For example, if \(M(x)=q(x)+\mathsf{Laplace}(1/\varepsilon)\) is the Laplace mechanism and \(\ell(y,x)=|y-q(x)|\) is the absolute error, then the failure probability is the tail probability \(\beta = \exp(-\varepsilon\alpha)\). If we want to eliminate the failure probability, we could use truncated Laplace noise instead of regular Laplace noise.⁴ And – spoiler alert – that’s the kind of method we’re going to look at.

To be clear, in this post we’re talking about failures of utility, which are different from failures of privacy. In a previous post, we talked about privacy failures; roughly, the \(\delta\) in \((\varepsilon,\delta)\)-DP captures the probability of a privacy failure. Privacy failures are a lot harder to fix than utility failures (which is kinda the point of this post).

Here’s our problem: We’re given a DP algorithm \(M\) with failure probability \(\beta\), and we want to modify the algorithm to get a new DP algorithm \(\widetilde{M}\) with failure probability \(\widetilde{\beta}<\beta\). Ideally, we want \(\widetilde{\beta}=0\).

Warmup: Absorbing the failure probability into \(\delta\)

Let’s start with a simple trick to get zero failure probability. This trick should hopefully give you some intuition for why it’s even possible to have zero failure probability under DP.

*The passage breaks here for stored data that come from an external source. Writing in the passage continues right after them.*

//! # docx-storymap
//!
//! Converts DOCX documents and HTML pages into ArcGIS StoryMap stories.
//!
//! A document is read into a paragraph/run tree, normalized into content
//! blocks (text, headings, quotes, code, lists, images), and published as a
//! story item. Because the platform corrupts non-ASCII text submitted at
//! item creation, every text leaf is first sent as an ASCII placeholder and
//! replaced with its real content in a second, client-side pass.
//!
//! ## Quick Start
//!
//! ```no_run
//! use docx_storymap::{parse_file, ConnectionProfile, PortalClient, Publisher, StoryOptions};
//!
//! fn main() -> docx_storymap::Result<()> {
//!     let doc = parse_file("field-notes.docx")?;
//!
//!     let profile = ConnectionProfile::load("profile.json")?;
//!     let mut publisher = Publisher::new(PortalClient::new(&profile)?);
//!
//!     let story = StoryOptions::from_metadata(&doc.metadata, "Field notes");
//!     let outcome = publisher.publish(&doc, &story)?;
//!     println!("Published item {}", outcome.item_id);
//!
//!     Ok(())
//! }
//! ```
//!
//! ## Features
//!
//! - **Style mapping**: Heading 1-3, Quote, Code and Caption paragraph styles
//! - **Inline formatting**: bold, italic, underline, strikethrough,
//!   sub/superscript, font color and hyperlinks
//! - **Lists**: two-level storymap lists with deeper levels flattened
//! - **Images**: inline and floating images with captions and alt text
//! - **HTML input**: `.html` pages map onto the same tree, `<hr>` becomes a separator
//! - **Placeholder publishing**: strict two-phase text substitution

pub mod config;
pub mod convert;
pub mod detect;
pub mod error;
pub mod model;
pub mod parser;
pub mod publish;
pub mod render;

// Re-export commonly used types
pub use config::{ConnectionProfile, DebugLevel, ProfileParams};
pub use convert::{Conversion, ConversionStats, ConvertOptions, Converter};
pub use detect::{
    detect_format_from_bytes, detect_format_from_path, is_docx, source_format_from_path, DocxFormat,
    SourceFormat,
};
pub use error::{Error, MismatchReport, RemoteStep, Result, Warning};
pub use model::{
    Alignment, AssetRef, ContentBlock, Document, Element, ImageItem, ListBlock, ListType,
    Metadata, Paragraph, PlaceholderToken, Resource, StyleKind, TextRun, TextStyle, TokenTable,
};
pub use parser::{DocxParser, ErrorMode, HtmlParser, ParseOptions};
pub use publish::{
    AssetUploader, ContentApi, Draft, ItemProperties, MemoryPortal, PortalClient,
    PublishOutcome, Publisher, StoryOptions,
};
pub use render::JsonFormat;

use std::io::Read;
use std::path::Path;

/// Parse a DOCX or HTML file and return its document tree.
///
/// The reader is chosen by extension, else by the file's leading bytes.
///
/// # Example
///
/// ```no_run
/// use docx_storymap::parse_file;
///
/// let doc = parse_file("report.docx").unwrap();
/// println!("Paragraphs: {}", doc.paragraph_count());
/// ```
pub fn parse_file<P: AsRef<Path>>(path: P) -> Result<Document> {
    parse_file_with_options(path, ParseOptions::default())
}

/// Parse a DOCX or HTML file with custom options.
///
/// # Example
///
/// ```no_run
/// use docx_storymap::{parse_file_with_options, ParseOptions};
///
/// let options = ParseOptions::new().lenient().with_memory_limit(64);
/// let doc = parse_file_with_options("report.docx", options).unwrap();
/// ```
pub fn parse_file_with_options<P: AsRef<Path>>(path: P, options: ParseOptions) -> Result<Document> {
    let path = path.as_ref();
    match source_format_from_path(path)? {
        SourceFormat::Docx => DocxParser::open_with_options(path, options)?.parse(),
        SourceFormat::Html => HtmlParser::open_with_options(path, options)?.parse(),
    }
}

/// Parse HTML markup. Relative image paths stay unresolved.
///
/// # Example
///
/// ```
/// let doc = docx_storymap::parse_html("<h1>Intro</h1><hr><p>Body</p>").unwrap();
/// assert_eq!(doc.paragraph_count(), 2);
/// ```
pub fn parse_html(html: &str) -> Result<Document> {
    HtmlParser::from_html(html).parse()
}

/// Parse a DOCX from bytes.
pub fn parse_bytes(data: &[u8]) -> Result<Document> {
    let parser = DocxParser::from_bytes(data)?;
    parser.parse()
}

/// Parse a DOCX from bytes with custom options.
pub fn parse_bytes_with_options(data: &[u8], options: ParseOptions) -> Result<Document> {
    let parser = DocxParser::from_bytes_with_options(data, options)?;
    parser.parse()
}

/// Parse a DOCX from a reader.
///
/// # Example
///
/// ```no_run
/// use docx_storymap::parse_reader;
/// use std::fs::File;
///
/// let file = File::open("report.docx").unwrap();
/// let doc = parse_reader(file).unwrap();
/// ```
pub fn parse_reader<R: Read>(reader: R) -> Result<Document> {
    let parser = DocxParser::from_reader(reader)?;
    parser.parse()
}

/// Parse a DOCX from a reader with custom options.
pub fn parse_reader_with_options<R: Read>(reader: R, options: ParseOptions) -> Result<Document> {
    let parser = DocxParser::from_reader_with_options(reader, options)?;
    parser.parse()
}

/// Extract plain text from a DOCX or HTML file.
pub fn extract_text<P: AsRef<Path>>(path: P) -> Result<String> {
    let doc = parse_file(path)?;
    Ok(doc.plain_text())
}

/// Convert a DOCX or HTML file into content blocks, uploading its images.
pub fn convert_file<P: AsRef<Path>>(path: P, uploader: &mut dyn AssetUploader) -> Result<Conversion> {
    let doc = parse_file(path)?;
    Converter::default().convert(&doc, uploader)
}

/// Parse a DOCX or HTML file and publish it as a story.
///
/// # Example
///
/// ```no_run
/// use docx_storymap::{publish_file, MemoryPortal, StoryOptions};
///
/// let outcome = publish_file("report.docx", MemoryPortal::new(), &StoryOptions::new("Report"))?;
/// println!("{} placeholders substituted", outcome.replaced);
/// # Ok::<(), docx_storymap::Error>(())
/// ```
pub fn publish_file<P: AsRef<Path>, A: ContentApi>(
    path: P,
    api: A,
    story: &StoryOptions,
) -> Result<PublishOutcome> {
    let doc = parse_file(path)?;
    Publisher::new(api).publish(&doc, story)
}

/// Convert a DOCX or HTML file offline and return the final story JSON.
///
/// The publish protocol runs against an in-memory store, so the output is
/// exactly what a portal would end up holding.
pub fn to_storymap_json<P: AsRef<Path>>(path: P, format: JsonFormat) -> Result<String> {
    let path = path.as_ref();
    let doc = parse_file(path)?;
    let default_title = path
        .file_stem()
        .map(|s| s.to_string_lossy().into_owned())
        .unwrap_or_else(|| "Story".to_string());
    let story = StoryOptions::from_metadata(&doc.metadata, &default_title);
    let outcome = Publisher::new(MemoryPortal::new()).publish(&doc, &story)?;
    render::to_json(&outcome.tree, format)
}

/// Builder for parsing and converting DOCX documents.
///
/// # Example
///
/// ```no_run
/// use docx_storymap::{DocxStorymap, MemoryPortal, StoryOptions};
///
/// let outcome = DocxStorymap::new()
///     .lenient()
///     .with_code_merge(false)
///     .parse("report.docx")?
///     .publish(MemoryPortal::lossy(), &StoryOptions::new("Report"))?;
/// # Ok::<(), docx_storymap::Error>(())
/// ```
pub struct DocxStorymap {
    parse_options: ParseOptions,
    convert_options: ConvertOptions,
}

impl DocxStorymap {
    /// Create a new builder.
    pub fn new() -> Self {
        Self {
            parse_options: ParseOptions::default(),
            convert_options: ConvertOptions::default(),
        }
    }

    /// Enable lenient parsing mode.
    pub fn lenient(mut self) -> Self {
        self.parse_options = self.parse_options.lenient();
        self
    }

    /// Skip image payloads.
    pub fn text_only(mut self) -> Self {
        self.parse_options = self.parse_options.text_only();
        self
    }

    /// Cap the size of image payloads loaded, in MB.
    pub fn with_memory_limit_mb(mut self, mb: u32) -> Self {
        self.parse_options = self.parse_options.with_memory_limit(mb);
        self
    }

    /// Enable or disable merging of adjacent identical runs.
    pub fn with_run_merge(mut self, merge: bool) -> Self {
        self.convert_options = self.convert_options.with_run_merge(merge);
        self
    }

    /// Enable or disable merging of consecutive code paragraphs.
    pub fn with_code_merge(mut self, merge: bool) -> Self {
        self.convert_options = self.convert_options.with_code_merge(merge);
        self
    }

    /// Parse a DOCX or HTML file.
    pub fn parse<P: AsRef<Path>>(self, path: P) -> Result<Parsed> {
        let document = parse_file_with_options(path, self.parse_options)?;
        Ok(Parsed {
            document,
            convert_options: self.convert_options,
        })
    }

    /// Parse a DOCX from bytes.
    pub fn parse_bytes(self, data: &[u8]) -> Result<Parsed> {
        let document = DocxParser::from_bytes_with_options(data, self.parse_options)?.parse()?;
        Ok(Parsed {
            document,
            convert_options: self.convert_options,
        })
    }
}

impl Default for DocxStorymap {
    fn default() -> Self {
        Self::new()
    }
}

/// A parsed document with the conversion settings to apply.
pub struct Parsed {
    /// The parsed document
    pub document: Document,
    convert_options: ConvertOptions,
}

impl Parsed {
    /// Convert into content blocks.
    pub fn convert(&self, uploader: &mut dyn AssetUploader) -> Result<Conversion> {
        Converter::new(self.convert_options.clone()).convert(&self.document, uploader)
    }

    /// Publish as a story through a content API.
    pub fn publish<A: ContentApi>(&self, api: A, story: &StoryOptions) -> Result<PublishOutcome> {
        Publisher::new(api)
            .with_convert_options(self.convert_options.clone())
            .publish(&self.document, story)
    }

    /// Get plain text.
    pub fn plain_text(&self) -> String {
        self.document.plain_text()
    }

    /// Get the document.
    pub fn document(&self) -> &Document {
        &self.document
    }
}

Suppose that, in addition to the \((\varepsilon,\delta)\)-DP algorithm \(M\) with failure probability \(\beta=\max_x\mathbb{P}[\ell(M(x),x)>\alpha]\), we have a non-private algorithm \(\check{M} : \mathcal{X}^n \to \mathcal{Y}\) that never fails – i.e., \(\max_x \mathbb{P}[\ell(\check{M}(x),x)>\alpha]=0\).⁵

Now let’s define \(\widetilde{M}(x)\) as follows. First, compute \(y=M(x)\). If \(\ell(y,x)\le\alpha\), return \(y\). If \(\ell(y,x)>\alpha\), compute \(\check{y}=\check{M}(x)\) and return \(\check{y}\).¹

Clearly \(\widetilde{M}\) now has zero failure probability. What about privacy?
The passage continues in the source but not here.